Studenten mochten meebeslissen over de besteding van de basisbeursmiljoenen. Folia-redacteur Laura ter Steege reisde van Amsterdam via Groningen naar Nijmegen en stuitte op chaos, bestuurlijke eigenwijsheid en gebrek aan openheid.
Door Laura Ter Steege
Dit ga je lezen
In dit zesde onderzoeksverhaal van een langere serie zoeken we uit hoeveel studenten te zeggen hebben over de kwaliteitsverbeteringen van hun onderwijs, die mogelijk zijn gemaakt door de afschaffing van hun basisbeurs.
Ruim een jaar geleden begon het mij te dagen. Studenten in de medezeggenschap hebben bijna niets in te brengen. Zelfs niet als die inspraak is vastgelegd in de wet.
Tijdens het inlezen voor ons onderzoeksproject over de basisbeursmiljoenen stuitte ik op een kritisch rapport. De conclusies waren schokkend. Over de besteding van al het geld dat vrijkwam toen studenten geen basisbeurs meer kregen, is slechts hier en daar een stevig gesprek gevoerd. Op andere hogescholen en universiteiten moesten studenten het doen met een korte toelichting. En anderen met helemaal niets.
Enkele maanden later wordt mijn vermoeden bevestigd, wanneer een collega mij wijst op een interessante reactie onder ons eerste onderzoeksverhaal. ‘Ook hier op Radboud Universiteit is de besteding van deze gelden niet goed verlopen’, begint het bericht onder het artikel op voxweb.nl. Het is op 24 juni 2020 om 17:05 geplaatst door ene Bas van der Zandt. Uit zijn reactie blijkt dat hij vanuit een facultaire studentenraad betrokken is geweest bij de besteding van de basisbeursmiljoenen.
Hij schrijft dat het op een ‘nette manier’ is gegaan, maar ook dat het bestedingsplan niet goedgekeurd had mogen worden omdat ‘de verkeerde indruk [is] gewekt dat de medezeggenschap genoeg betrokken is geweest’.
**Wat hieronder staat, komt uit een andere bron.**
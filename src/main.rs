use std::path::{Path, PathBuf};

use anyhow::Result;
use eframe::egui::{
    self, Align2, Button, FontId, Key, Label, Pos2, Rect, RichText, ScrollArea, Sense, Stroke, Ui,
    Vec2,
};
use eframe::epaint::PathShape;
use tracing_subscriber::EnvFilter;

use traceview::{
    colors, loader, persistent, selection, store, synthetic, task_timer, timeline, types,
};

use persistent::{PersistentData, PersistentStorage};
use selection::{hit_test, Point, SelectionOverlay};
use store::TraceViewStore;
use task_timer::TaskTimer;
use timeline::{time_axis_labels, TimelineGeometry};
use traceview::ViewConfig;
use types::{
    format_duration, time_point_to_utc_string, value_to_text, Span, MILLISECONDS_PER_SECOND,
};

const DEMO_SEED: u64 = 2024;

fn main() -> eframe::Result {
    init_logging();
    let options = eframe::NativeOptions {
        viewport: egui::ViewportBuilder::default().with_inner_size([1280.0, 800.0]),
        ..Default::default()
    };
    eframe::run_native(
        "traceview",
        options,
        Box::new(|_cc| Ok(Box::<App>::default())),
    )
}

fn init_logging() {
    let filter =
        EnvFilter::try_from_default_env().unwrap_or_else(|_| EnvFilter::new("traceview=info"));
    tracing_subscriber::fmt().with_env_filter(filter).init();
}

struct Layout {
    timeline_height: f32,
    axis_height: f32,
    tree_row_height: f32,
    tree_indent: f32,
    subtree_bar_width: f32,
    details_width: f32,
}

struct App {
    layout: Layout,
    store: TraceViewStore,
    overlay: SelectionOverlay,

    storage: Option<PersistentStorage>,
    persistent_data: PersistentData,

    status_message: Option<String>,
}

impl Default for App {
    fn default() -> Self {
        let config = ViewConfig::load_default_location().unwrap_or_else(|err| {
            tracing::warn!("Failed to load config: {err:#}, using defaults");
            ViewConfig::default()
        });

        let storage = match PersistentStorage::default_location() {
            Ok(storage) => Some(storage),
            Err(err) => {
                tracing::warn!("Persistent data disabled: {err}");
                None
            }
        };

        let mut res = Self {
            layout: Layout {
                timeline_height: 180.0,
                axis_height: 18.0,
                tree_row_height: 20.0,
                tree_indent: 16.0,
                subtree_bar_width: 120.0,
                details_width: 360.0,
            },
            overlay: SelectionOverlay::new(config.drag_threshold_px),
            store: TraceViewStore::new(config),
            storage,
            persistent_data: PersistentData::default(),
            status_message: None,
        };
        res.load_persistent_data();

        // The first argument is either a trace file or --demo
        if let Some(first_arg) = std::env::args().nth(1) {
            if first_arg == "--demo" {
                res.show_spans(synthetic::demo_trace(DEMO_SEED));
            } else {
                tracing::info!("Trying to open file: {first_arg}");
                if let Err(err) = res.load_file(&PathBuf::from(first_arg)) {
                    tracing::error!("Error loading file: {err:#}");
                    res.status_message = Some(format!("{err:#}"));
                }
            }
        }

        res
    }
}

impl eframe::App for App {
    fn update(&mut self, ctx: &egui::Context, _frame: &mut eframe::Frame) {
        ctx.style_mut(|s| {
            s.interaction.tooltip_delay = 0.0;
            s.interaction.show_tooltips_only_when_still = false;
        });

        egui::TopBottomPanel::top("top bar").show(ctx, |ui| self.draw_top_bar(ui));

        if self.store.is_empty() {
            egui::CentralPanel::default().show(ctx, |ui| {
                ui.centered_and_justified(|ui| {
                    ui.add(Label::new("No spans to display. Open a trace file to begin."));
                });
            });
            return;
        }

        egui::TopBottomPanel::top("condensed timeline")
            .resizable(true)
            .default_height(self.layout.timeline_height)
            .show(ctx, |ui| self.draw_condensed_timeline(ui, ctx));

        if self.store.selected_span().is_some() {
            egui::SidePanel::right("span details")
                .default_width(self.layout.details_width)
                .show(ctx, |ui| self.draw_span_details(ui));
        }

        egui::CentralPanel::default().show(ctx, |ui| self.draw_tree(ui));

        // Covers toggles as well as ancestors expanded by a selection
        if self.store.take_view_state_changed() {
            self.save_persistent_data();
        }

        ctx.input(|i| {
            if i.key_pressed(Key::Escape) {
                self.store.clear_selected_span();
            }
        });

        // If Ctrl+Q clicked, quit the app
        if ctx.input(|i| i.key_down(Key::Q) && i.modifiers.ctrl) {
            ctx.send_viewport_cmd(egui::ViewportCommand::Close);
        }
    }
}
Hoe waardevol de basisbeurs was, heb ik zelf drie jaar lang mogen ervaren
Hoe is dit mogelijk? Studenten hebben hun waardevolle basisbeurs moeten opofferen om deze investeringen mogelijk te maken. Hoe kunnen ze dan zomaar buitenspel worden gezet? Het gaat toch om de verbetering van hún onderwijs?
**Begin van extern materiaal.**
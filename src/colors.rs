use eframe::egui::Color32;

use crate::types::{Span, SpanType};

pub const WHITE: Color32 = Color32::WHITE;

pub const GRAY_50: Color32 = Color32::from_gray(50);
pub const GRAY_120: Color32 = Color32::from_gray(120);
pub const GRAY_180: Color32 = Color32::from_gray(180);

pub const LIGHT_BLUE: Color32 = Color32::from_rgb(134, 202, 227);
pub const MILD_BLUE: Color32 = Color32::from_rgb(55, 127, 153);
pub const INTENSE_BLUE2: Color32 = Color32::from_rgb(0, 110, 230);
pub const DARK_YELLOW: Color32 = Color32::from_rgb(242, 176, 34);
pub const MILD_GREEN: Color32 = Color32::from_rgb(90, 170, 110);
pub const MILD_PURPLE: Color32 = Color32::from_rgb(150, 110, 200);
pub const MILD_RED: Color32 = Color32::from_rgb(220, 50, 50);
pub const INTENSE_RED: Color32 = Color32::from_rgb(255, 51, 0);

pub fn selection_fill() -> Color32 {
    Color32::from_rgba_unmultiplied(50, 150, 220, 40)
}

pub fn span_type_color(span_type: SpanType) -> Color32 {
    match span_type {
        SpanType::Default => GRAY_180,
        SpanType::Llm => MILD_PURPLE,
        SpanType::Tool => DARK_YELLOW,
        SpanType::Executor => MILD_BLUE,
        SpanType::Evaluator | SpanType::Evaluation | SpanType::HumanEvaluator => MILD_GREEN,
        SpanType::Pipeline => LIGHT_BLUE,
    }
}

/// Fill of a span on the condensed timeline. Errors win over the type, pending spans are faded.
pub fn span_fill(span: &Span) -> Color32 {
    let base = if span.is_error() {
        MILD_RED
    } else {
        span_type_color(span.span_type)
    };
    if span.pending {
        base.gamma_multiply(0.35)
    } else {
        base
    }
}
Hoe waardevol de basisbeurs was, heb ik zelf drie jaar lang mogen ervaren. Ik had het geluk om in 2013 als een na laatste generatie studenten met de basisbeurs te beginnen aan mijn studie. Als nieuwe student schreef ik me direct in bij een studentenvereniging, wilde ik zo snel mogelijk op kamers en hoefde ik me geen zorgen te maken over torenhoge schulden.
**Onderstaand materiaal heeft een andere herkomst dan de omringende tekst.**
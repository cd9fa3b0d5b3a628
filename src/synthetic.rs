//! Generated agent traces, for the `--demo` mode of the viewer and for tests.
//!
//! The generated trace looks like a typical agent run: a root span, a few loop iterations, each
//! with an LLM call and some tool calls. One tool call fails and the last iteration is still
//! running.

use rand::{Rng, SeedableRng};
use rand_chacha::ChaCha20Rng;
use sha2::Digest;
use uuid::Uuid;

use crate::types::{Span, SpanStatus, SpanType, TimePoint};

/// 2024-05-01T12:00:00Z
const DEMO_START_TIME: TimePoint = 1_714_564_800.0;

const TOOL_NAMES: [&str; 4] = ["web_search", "read_file", "run_code", "summarize"];

pub fn make_uuid_from_seed(seed: &str) -> Uuid {
    let digest_bytes: [u8; 32] = sha2::Sha256::digest(seed).into();
    let mut uuid_bytes = [0u8; 16];
    uuid_bytes.copy_from_slice(&digest_bytes[0..16]);
    Uuid::from_bytes(uuid_bytes)
}

struct SpanBuilder {
    name: String,
    span_type: SpanType,
    start_time: TimePoint,
    length: TimePoint,
    status: Option<SpanStatus>,
    pending: bool,
    children: Vec<SpanBuilder>,
}

impl SpanBuilder {
    fn new(
        name: impl Into<String>,
        span_type: SpanType,
        start_time: TimePoint,
        length: TimePoint,
    ) -> Self {
        SpanBuilder {
            name: name.into(),
            span_type,
            start_time,
            length,
            status: None,
            pending: false,
            children: Vec::new(),
        }
    }

    fn with_child(mut self, child: SpanBuilder) -> Self {
        self.children.push(child);
        self
    }

    fn failed(mut self) -> Self {
        self.status = Some(SpanStatus::Error);
        self
    }

    fn still_running(mut self) -> Self {
        self.pending = true;
        self
    }

    fn end_time(&self) -> TimePoint {
        self.start_time + self.length
    }

    /// Flattens the builder tree into spans, parents before children.
    fn build(self, seed: &str, parent: Option<(&str, &[String])>, out: &mut Vec<Span>) {
        let span_id = make_uuid_from_seed(&format!("{seed}/{}", out.len())).to_string();

        let mut path: Vec<String> = parent.map(|(_, path)| path.to_vec()).unwrap_or_default();
        path.push(self.name.clone());

        let mut span = Span::new(
            span_id.clone(),
            parent.map(|(id, _)| id.to_string()),
            self.name,
            self.start_time,
            if self.pending {
                self.start_time
            } else {
                self.start_time + self.length
            },
        );
        span.span_type = self.span_type;
        span.status = self.status;
        span.pending = self.pending;
        span.path = path.clone();
        out.push(span);

        for child in self.children {
            child.build(seed, Some((&span_id, &path)), out);
        }
    }
}

/// A deterministic demo trace, the same seed always gives the same spans.
pub fn demo_trace(seed: u64) -> Vec<Span> {
    let mut rng = ChaCha20Rng::seed_from_u64(seed);
    let iterations = rng.random_range(3..=6);

    let mut cursor = DEMO_START_TIME + 0.05;
    let mut steps = Vec::new();
    for iteration in 0..iterations {
        let step_start = cursor;
        let mut step_children = Vec::new();

        let llm_length = rng.random_range(0.4..2.5);
        step_children.push(SpanBuilder::new("llm_call", SpanType::Llm, cursor, llm_length));
        cursor += llm_length + 0.01;

        // Tool calls of one step run concurrently. The second step always calls at least one
        // tool, its first tool call fails.
        let min_tools = if iteration == 1 { 1 } else { 0 };
        let tool_count = rng.random_range(min_tools..=3);
        let mut tools_end = cursor;
        for tool in 0..tool_count {
            let name = TOOL_NAMES[rng.random_range(0..TOOL_NAMES.len())];
            let length = rng.random_range(0.05..1.2);
            let start = cursor + tool as f64 * 0.02;
            let mut tool_span = SpanBuilder::new(name, SpanType::Tool, start, length);
            if iteration == 1 && tool == 0 {
                tool_span = tool_span.failed();
            }
            tools_end = tools_end.max(tool_span.end_time());
            step_children.push(tool_span);
        }
        cursor = tools_end + 0.01;

        let step_length = cursor - step_start;
        let mut step = SpanBuilder::new("agent_step", SpanType::Default, step_start, step_length);
        if iteration + 1 == iterations {
            step = step.with_child(
                SpanBuilder::new("llm_call", SpanType::Llm, cursor, 0.0).still_running(),
            );
            cursor += 0.01;
        }
        for child in step_children {
            step = step.with_child(child);
        }
        steps.push(step);
        cursor += 0.02;
    }

    let evaluation_length = rng.random_range(0.1..0.5);
    let evaluation =
        SpanBuilder::new("evaluate_answer", SpanType::Evaluator, cursor, evaluation_length);
    cursor += evaluation_length;

    let run_length = cursor + 0.05 - DEMO_START_TIME;
    let mut root = SpanBuilder::new("agent_run", SpanType::Pipeline, DEMO_START_TIME, run_length);
    for step in steps {
        root = root.with_child(step);
    }
    root = root.with_child(evaluation);

    let mut spans = Vec::new();
    root.build(&format!("demo-{seed}"), None, &mut spans);
    spans
}

#[cfg(test)]
mod tests {
    use super::*;
    use crate::tree::SpanTree;

    #[test]
    fn demo_trace_is_deterministic() {
        assert_eq!(demo_trace(7), demo_trace(7));
        assert_ne!(demo_trace(7), demo_trace(8));
    }

    #[test]
    fn demo_trace_shape() {
        let spans = demo_trace(42);
        let tree = SpanTree::build(&spans);
        assert_eq!(tree.roots().len(), 1);
        assert!(spans.iter().any(|s| s.pending));
        assert!(spans.iter().any(|s| s.is_error()));
        for (index, span) in spans.iter().enumerate() {
            assert_eq!(span.path.len(), tree.depth(index) + 1);
            assert!(span.start_time <= span.end_time);
        }
    }

    #[test]
    fn every_seed_has_one_error_and_one_pending_span() {
        for seed in 0..100 {
            let spans = demo_trace(seed);
            assert_eq!(spans.iter().filter(|s| s.is_error()).count(), 1, "seed {seed}");
            assert_eq!(spans.iter().filter(|s| s.pending).count(), 1, "seed {seed}");
        }
    }
}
Als uitwonende student kreeg ik zo’n 280 euro per maand. Niet genoeg voor mijn huur, maar het bracht me wel flink op weg. Dankzij een kleine bijdrage van mijn ouders en werk via uitzendbureaus, kwam ik een groot deel van mijn studententijd door zonder te hoeven lenen.
Wekelijkse borrel
Hoe anders had mijn studententijd eruitgezien zonder basisbeurs? Was ik dan langer thuis blijven wonen? Had ik dan ook mijn eerste studiejaar iedere dinsdagavond op de wekelijkse borrel gestaan? Ik weet het niet. Maar wat ik wel weet: de basisbeurs brengt rust – niet alleen financieel, maar ook mentaal.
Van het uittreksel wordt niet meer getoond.